With the accounting profession facing a talent crisis, these firms have to do the same, The good news is in some firms, this shift is already happening. 

On Wall Street, some firms are changing their email practices to stop sending messages between 7 p.m. and 7 a.m. barring a crisis. The same attempts are being made for weekend emails. Financial institutions are beginning to spend on their staff by providing better health and wellness benefits and more robust professional development opportunities. Smaller institutions have focused on offering better benefits. 

According to Grey Harrison, the accounting profession has been operating similarly to Wall Street banks. This means that employees will usually have to clock in 70-plus hours a week. Those expectations have caused the extreme burnout seen recently and have significantly contributed to the accounting talent problem.  

Based on the Bureau of Labor and Statistics, 300,000 accountants quit their jobs between 2019 and 2021. Many accountants have quit public accounting to take in-house corporate roles that offer more predictable schedules and better work-life rhythms. 

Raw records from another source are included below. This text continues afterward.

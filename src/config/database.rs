//! Database configuration module for the persistent key-value store.
//!
//! This module handles `SQLite` database connection and table creation using `SeaORM`.
//! Tables are generated from the entity definitions with
//! `Schema::create_table_from_entity`, so the schema always matches the Rust structs.

use crate::entities::StorageEntry;
use crate::errors::Result;
use sea_orm::{ConnectionTrait, Database, DatabaseConnection, Schema};

const DEFAULT_DATABASE_URL: &str = "sqlite://data/workout.sqlite?mode=rwc";

/// Gets the database URL from the `DATABASE_URL` environment variable or
/// returns the default local `SQLite` path.
#[must_use]
pub fn get_database_url() -> String {
    std::env::var("DATABASE_URL").unwrap_or_else(|_| DEFAULT_DATABASE_URL.to_string())
}

/// Establishes a connection to the database named by [`get_database_url`].
pub async fn create_connection() -> Result<DatabaseConnection> {
    Database::connect(get_database_url())
        .await
        .map_err(Into::into)
}

/// Creates all tables that do not exist yet.
pub async fn create_tables(db: &DatabaseConnection) -> Result<()> {
    let builder = db.get_database_backend();
    let schema = Schema::new(builder);

    let storage_table = schema
        .create_table_from_entity(StorageEntry)
        .if_not_exists()
        .to_owned();

    db.execute(builder.build(&storage_table)).await?;

    Ok(())
}
//! Application settings loading from config.toml
//!
//! The configuration file carries the venue catalog seed data together with the
//! pricing rates, kitchen display timings and checkout behaviour. Every section
//! except `[[venues]]` has defaults, so a file listing only venues is valid.

use crate::{
    core::{pricing::PricingRates, search::Catalog, ticker::OrderTimings},
    errors::{Error, Result},
    models::Venue,
};
use serde::Deserialize;
use std::{path::Path, time::Duration};

/// Environment variable naming the configuration file
pub const CONFIG_PATH_VAR: &str = "WORKOUT_CONFIG";

/// Configuration structure representing the entire config.toml file
#[derive(Debug, Default, Deserialize)]
pub struct Config {
    /// Fee and tax rates
    #[serde(default)]
    pub pricing: PricingRates,
    /// Kitchen display timer settings
    #[serde(default)]
    pub orders: OrderTimings,
    /// Simulated checkout behaviour
    #[serde(default)]
    pub checkout: CheckoutSettings,
    /// Venue catalog seed data
    #[serde(default)]
    pub venues: Vec<Venue>,
}

impl Config {
    /// Validates the settings and builds the venue catalog.
    ///
    /// # Errors
    /// Returns an error if a rate or timer is invalid or any venue breaks a
    /// catalog invariant.
    pub fn catalog(&self) -> Result<Catalog> {
        self.pricing.validate()?;
        self.orders.validate()?;
        Catalog::new(self.venues.clone())
    }
}

/// Settings for the simulated checkout round trip
#[derive(Debug, Clone, Copy, PartialEq, Deserialize)]
#[serde(default)]
pub struct CheckoutSettings {
    /// Delay before a checkout settles
    pub latency_ms: u64,
    /// Credit every new session starts with
    pub starting_credit: f64,
}

impl Default for CheckoutSettings {
    fn default() -> Self {
        Self {
            latency_ms: 1_000,
            starting_credit: 0.0,
        }
    }
}

impl CheckoutSettings {
    #[must_use]
    pub const fn latency(&self) -> Duration {
        Duration::from_millis(self.latency_ms)
    }
}

/// Loads configuration from a TOML file
///
/// # Errors
/// Returns an error if:
/// - The file cannot be read
/// - The TOML syntax is invalid
/// - Required fields are missing
pub fn load_config<P: AsRef<Path>>(path: P) -> Result<Config> {
    let path_ref = path.as_ref();
    tracing::debug!("Loading configuration from {:?}", path_ref);

    let contents = std::fs::read_to_string(path_ref).map_err(|e| Error::Config {
        message: format!("Failed to read config file {path_ref:?}: {e}"),
    })?;

    toml::from_str(&contents).map_err(|e| Error::Config {
        message: format!("Failed to parse {path_ref:?}: {e}"),
    })
}

/// Loads configuration from `$WORKOUT_CONFIG`, falling back to ./config.toml
///
/// # Errors
/// See [`load_config`].
pub fn load_default_config() -> Result<Config> {
    let path = std::env::var(CONFIG_PATH_VAR).unwrap_or_else(|_| "config.toml".to_string());
    load_config(path)
}
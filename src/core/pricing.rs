//! Pricing calculator.
//!
//! Two independent pure computations: the booking quote shown by the booking
//! widget, and the cart summary shown before checkout. Both are re-derived from
//! scratch whenever their inputs change; nothing here holds state.

use crate::{
    errors::{Error, Result},
    models::{OrderItem, Venue, venue::parse_time_of_day},
};
use chrono::{Datelike, NaiveDate, Timelike};
use serde::{Deserialize, Serialize};

/// Fee and tax rates applied by the calculators.
#[derive(Debug, Clone, Copy, PartialEq, Serialize, Deserialize)]
#[serde(default)]
pub struct PricingRates {
    /// Service fee on a desk booking subtotal
    pub booking_service_fee_rate: f64,
    /// Sales tax on an in-venue order subtotal
    pub cart_tax_rate: f64,
    /// Service fee on an in-venue order subtotal
    pub cart_service_fee_rate: f64,
}

impl Default for PricingRates {
    fn default() -> Self {
        Self {
            booking_service_fee_rate: 0.10,
            cart_tax_rate: 0.08,
            cart_service_fee_rate: 0.05,
        }
    }
}

impl PricingRates {
    /// Ensures every rate is a finite, non-negative fraction.
    ///
    /// # Errors
    /// Returns [`Error::InvalidAmount`] for the first bad rate.
    pub fn validate(&self) -> Result<()> {
        for amount in [
            self.booking_service_fee_rate,
            self.cart_tax_rate,
            self.cart_service_fee_rate,
        ] {
            if !amount.is_finite() || amount < 0.0 {
                return Err(Error::InvalidAmount { amount });
            }
        }
        Ok(())
    }
}

/// Price breakdown for a desk booking.
#[derive(Debug, Clone, Copy, PartialEq, Serialize, Deserialize)]
pub struct BookingQuote {
    /// Booked time in hours
    pub duration_hours: f64,
    pub subtotal: f64,
    pub service_fee: f64,
    pub total: f64,
}

/// Price breakdown for an in-venue order.
#[derive(Debug, Clone, Copy, PartialEq, Serialize, Deserialize)]
pub struct CartSummary {
    pub subtotal: f64,
    pub tax: f64,
    pub service_fee: f64,
    pub total: f64,
    /// Whether the session credit covers `total`
    pub has_enough_credit: bool,
}

/// Hours between two `"HH:MM"` times on the same day.
///
/// # Errors
/// - [`Error::InvalidTime`] if either time is malformed
/// - [`Error::Validation`] if `end` is not after `start`
pub fn booking_duration(start: &str, end: &str) -> Result<f64> {
    let start_time = parse_time_of_day(start)?;
    let end_time = parse_time_of_day(end)?;

    if end_time <= start_time {
        return Err(Error::validation(format!(
            "booking must end after it starts ({start} - {end})"
        )));
    }

    let hours = f64::from(end_time.hour()) - f64::from(start_time.hour());
    let minutes = f64::from(end_time.minute()) - f64::from(start_time.minute());
    Ok(hours + minutes / 60.0)
}

/// Quotes a booking from start/end times and an hourly price.
///
/// # Errors
/// - [`Error::InvalidAmount`] if the hourly price or a rate is negative or not finite
/// - any error from [`booking_duration`]
pub fn quote_booking(
    start: &str,
    end: &str,
    price_per_hour: f64,
    rates: &PricingRates,
) -> Result<BookingQuote> {
    rates.validate()?;
    if !price_per_hour.is_finite() || price_per_hour <= 0.0 {
        return Err(Error::InvalidAmount {
            amount: price_per_hour,
        });
    }

    let duration_hours = booking_duration(start, end)?;
    let subtotal = duration_hours * price_per_hour;
    let service_fee = subtotal * rates.booking_service_fee_rate;

    Ok(BookingQuote {
        duration_hours,
        subtotal,
        service_fee,
        total: subtotal + service_fee,
    })
}

/// Checks that `venue` can take the booking, then quotes it at the venue's price.
///
/// The venue must be open on `date`'s weekday for the whole window and must
/// fit `guests`. Availability is checked before any price is computed, so a
/// closed venue is reported even when the times would also be rejected.
///
/// # Arguments
/// * `venue` - The venue being booked
/// * `date` - Calendar day of the stay; only its weekday matters
/// * `start` - Arrival time as `"HH:MM"`
/// * `end` - Departure time as `"HH:MM"`, same day
/// * `guests` - Party size, at least 1 and at most the venue's capacity
/// * `rates` - Fee rates applied to the subtotal
///
/// # Errors
/// - [`Error::Validation`] if the venue is closed, the window falls outside
///   its hours, or the party is empty or too large
/// - any error from [`quote_booking`]
pub fn quote_venue_booking(
    venue: &Venue,
    date: NaiveDate,
    start: &str,
    end: &str,
    guests: u32,
    rates: &PricingRates,
) -> Result<BookingQuote> {
    if guests == 0 || guests > venue.capacity {
        return Err(Error::validation(format!(
            "{} fits 1 to {} guests, requested {guests}",
            venue.name, venue.capacity
        )));
    }

    let weekday = date.weekday();
    let hours = venue.hours_on(weekday).ok_or_else(|| {
        Error::validation(format!("{} is closed on {weekday}", venue.name))
    })?;

    let open = parse_time_of_day(start)?;
    let close = parse_time_of_day(end)?;
    if !hours.contains(open, close) {
        return Err(Error::validation(format!(
            "{} is open {} - {} on {weekday}",
            venue.name,
            hours.open.format("%H:%M"),
            hours.close.format("%H:%M")
        )));
    }

    quote_booking(start, end, venue.price_per_hour, rates)
}

/// Totals a cart and compares it with the available credit.
///
/// # Errors
/// Returns [`Error::InvalidAmount`] if a rate is negative or not finite.
pub fn price_cart(items: &[OrderItem], credit: f64, rates: &PricingRates) -> Result<CartSummary> {
    rates.validate()?;
    let subtotal: f64 = items.iter().map(OrderItem::line_total).sum();
    let tax = subtotal * rates.cart_tax_rate;
    let service_fee = subtotal * rates.cart_service_fee_rate;
    let total = subtotal + tax + service_fee;

    Ok(CartSummary {
        subtotal,
        tax,
        service_fee,
        total,
        has_enough_credit: credit >= total,
    })
}
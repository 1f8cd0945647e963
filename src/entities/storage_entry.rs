//! Storage entry entity - one row per key of the persistent key-value store.
//! Holds what the web client kept in local storage, such as the favorites list.

use sea_orm::entity::prelude::*;
use serde::{Deserialize, Serialize};

/// Key-value database model
#[derive(Clone, Debug, PartialEq, Eq, DeriveEntityModel, Serialize, Deserialize)]
#[sea_orm(table_name = "storage_entries")]
pub struct Model {
    /// Unique identifier
    #[sea_orm(primary_key)]
    pub id: i32,
    /// Storage key (e.g., `"workoutFavorites"`)
    #[sea_orm(unique)]
    pub key: String,
    /// Raw stored value, usually JSON
    pub value: String,
    /// When this entry was last written
    pub updated_at: DateTime,
}

/// `StorageEntry` has no relationships with other entities
#[derive(Copy, Clone, Debug, EnumIter, DeriveRelation)]
pub enum Relation {}

impl ActiveModelBehavior for ActiveModel {}
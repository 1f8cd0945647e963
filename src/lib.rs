//! `WorkOut` - venue search and pricing for a remote-work marketplace
//!
//! This crate provides the logic behind the WorkOut workspace marketplace: searching
//! and filtering bookable venues, quoting desk bookings and in-venue orders against
//! session credit, driving the kitchen display's live order lifecycle, and keeping
//! the user's favorite venues in a pluggable key-value store.

// Deny the most critical lints that could lead to bugs or security issues
#![deny(
    // Security and correctness
    unsafe_code,
    unsafe_op_in_unsafe_fn,

    // Code quality - things that are almost always bugs
    unreachable_code,
    unreachable_patterns,
    unused_must_use,

    // Documentation - broken links are bugs
    rustdoc::broken_intra_doc_links,
    rustdoc::private_intra_doc_links,
)]
// Warn on things that should be fixed but aren't necessarily bugs
#![warn(
    // Documentation - missing docs should be added gradually
    missing_docs,

    // Clippy categories for overall code quality
    clippy::all,
    clippy::pedantic,
    clippy::nursery,

    // Performance
    clippy::inefficient_to_string,
    clippy::large_types_passed_by_value,
    clippy::needless_pass_by_value,
    clippy::unnecessary_wraps,

    // Correctness
    clippy::clone_on_ref_ptr,
    clippy::dbg_macro,
    clippy::exit,
    clippy::expect_used,
    clippy::float_cmp,
    clippy::panic,
    clippy::todo,
    clippy::unimplemented,
    clippy::unwrap_used,

    // Complexity and readability
    clippy::cognitive_complexity,
    clippy::large_enum_variant,
    clippy::match_same_arms,
    clippy::too_many_lines,

    // Style consistency
    clippy::enum_glob_use,
    clippy::inconsistent_struct_constructor,
    clippy::missing_errors_doc,
    clippy::missing_panics_doc,
    clippy::must_use_candidate,
    clippy::redundant_closure_for_method_calls,
    clippy::semicolon_if_nothing_returned,
    clippy::wildcard_imports,

    // Future compatibility
    future_incompatible,
    rust_2018_idioms,
)]
// Allow some pedantic lints that are too noisy or not applicable
#![allow(
    clippy::module_name_repetitions,  // Common pattern in Rust
    clippy::missing_errors_doc,        // Will add gradually
    clippy::missing_panics_doc,        // Will add gradually
)]

/// Configuration loading for settings, the venue catalog and the database
pub mod config;
/// Core business logic - search, pricing, cart, orders and favorites
pub mod core;
/// SeaORM entity definitions for database tables
pub mod entities;
/// Unified error types and result handling
pub mod errors;
/// Domain models for venues and orders
pub mod models;
/// Key-value storage backends
pub mod storage;

#[cfg(test)]
pub mod test_utils;
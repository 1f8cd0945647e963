/// Database configuration and connection management
pub mod database;

/// Application settings and venue catalog loading from config.toml
pub mod settings;
//! Favorite venues.
//!
//! Favorites are a JSON array of venue ids stored under [`FAVORITES_KEY`].
//! A missing entry is an empty list. A malformed entry is logged and also
//! read as empty, then overwritten by the next toggle.

use crate::{
    core::search::Catalog,
    errors::{Error, Result},
    models::Venue,
    storage::KeyValueStore,
};
use tracing::{debug, warn};

/// Storage key holding the favorites list.
pub const FAVORITES_KEY: &str = "workoutFavorites";

/// Repository for the user's favorite venue ids.
#[derive(Debug, Clone)]
pub struct FavoritesStore<S> {
    storage: S,
}

impl<S: KeyValueStore> FavoritesStore<S> {
    pub const fn new(storage: S) -> Self {
        Self { storage }
    }

    /// Favorite venue ids in the order they were added.
    ///
    /// # Errors
    /// Returns an error only if the storage backend itself fails.
    pub async fn get(&self) -> Result<Vec<i64>> {
        let Some(raw) = self.storage.get(FAVORITES_KEY).await? else {
            return Ok(Vec::new());
        };

        match parse_favorites(&raw) {
            Ok(ids) => Ok(ids),
            Err(e) => {
                warn!("Ignoring {e}");
                Ok(Vec::new())
            }
        }
    }

    /// Adds `venue_id` if absent, removes it if present, and persists the list.
    ///
    /// Returns whether the venue is a favorite afterwards.
    ///
    /// # Errors
    /// Returns an error if the storage backend fails to read or write.
    pub async fn toggle(&self, venue_id: i64) -> Result<bool> {
        let mut ids = self.get().await?;

        let now_favorite = if ids.contains(&venue_id) {
            ids.retain(|id| *id != venue_id);
            false
        } else {
            ids.push(venue_id);
            true
        };

        self.storage
            .set(FAVORITES_KEY, &serde_json::to_string(&ids)?)
            .await?;
        debug!("Venue {venue_id} favorite: {now_favorite}");
        Ok(now_favorite)
    }

    /// # Errors
    /// Returns an error if the storage backend fails.
    pub async fn is_favorite(&self, venue_id: i64) -> Result<bool> {
        Ok(self.get().await?.contains(&venue_id))
    }

    /// Resolves the favorites against the catalog, skipping ids it no longer lists.
    ///
    /// # Errors
    /// Returns an error if the storage backend fails.
    pub async fn venues<'a>(&self, catalog: &'a Catalog) -> Result<Vec<&'a Venue>> {
        let ids = self.get().await?;
        Ok(ids
            .into_iter()
            .filter_map(|id| {
                let venue = catalog.get_venue_by_id(id);
                if venue.is_none() {
                    debug!("Favorite venue {id} is not in the catalog");
                }
                venue
            })
            .collect())
    }
}

/// Decodes a stored favorites list.
///
/// # Errors
/// Returns [`Error::Storage`] if `raw` is not a JSON array of venue ids.
pub fn parse_favorites(raw: &str) -> Result<Vec<i64>> {
    serde_json::from_str(raw).map_err(|e| Error::Storage {
        message: format!("malformed {FAVORITES_KEY} entry {raw:?}: {e}"),
    })
}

She said labor exits are about to get worse, citing data showing close to 75% of working CPAs are nearing retirement age. If the current hiring dearth persists, this will be catastrophic to the profession’s talent pipeline in only a few years. 

Smart accounting firms, Grey Harrison said, have started to move away from the traditional partnership model. The payoff for the backbreaking work has to wait for 15 to 20 years when they are invited to be partners. Many of these firms are beginning to provide their staff with employee stock purchase plans immediately, which gives people a greater stake in their firm’s outcomes at the start of their work tenure, Grey Harrison said . 

Meanwhile, other companies are moving to project-based or retainer-based pricing models, which is where clients pay by the project instead of being billed by the hour. This reduces the billable-hour mentality, which is needed for true cultural transformation. As long as firms emphasize billable hours, it will be difficult to shift away from the thinking that 60-plus-hour weeks should be the norm. 

Another solution is work-life rhythm plans, which focus on setting career and life balance goals. These plans are unique in that team members develop them based on their individual goals and preferences. They are customizable for individual preferences, and they can partly determine bonuses. 

Currently, it's hard to tell how effectively these reforms will improve retention rates and attract the next generation of accounting talent. Very few younger workers want 90-hour work weeks since they want to engage more outside of work. They also don’t seem to have the same competitive drive that previous generations had, which is why the largest drop-off in talent tends to happen when individuals are about to be promoted to managers, Grey Harrison said.  

Companies should continue to follow Wall Street's lead while also innovating to implement the profession-specific changes that will keep the current pipeline shortage from turning into something generational. She suggested developing work requirements and compensation systems that allow the most junior staff to feel energized and valued. If this strategy is implemented within their first 10 years in a company, retention will improve, becoming the firm's competitive advantage.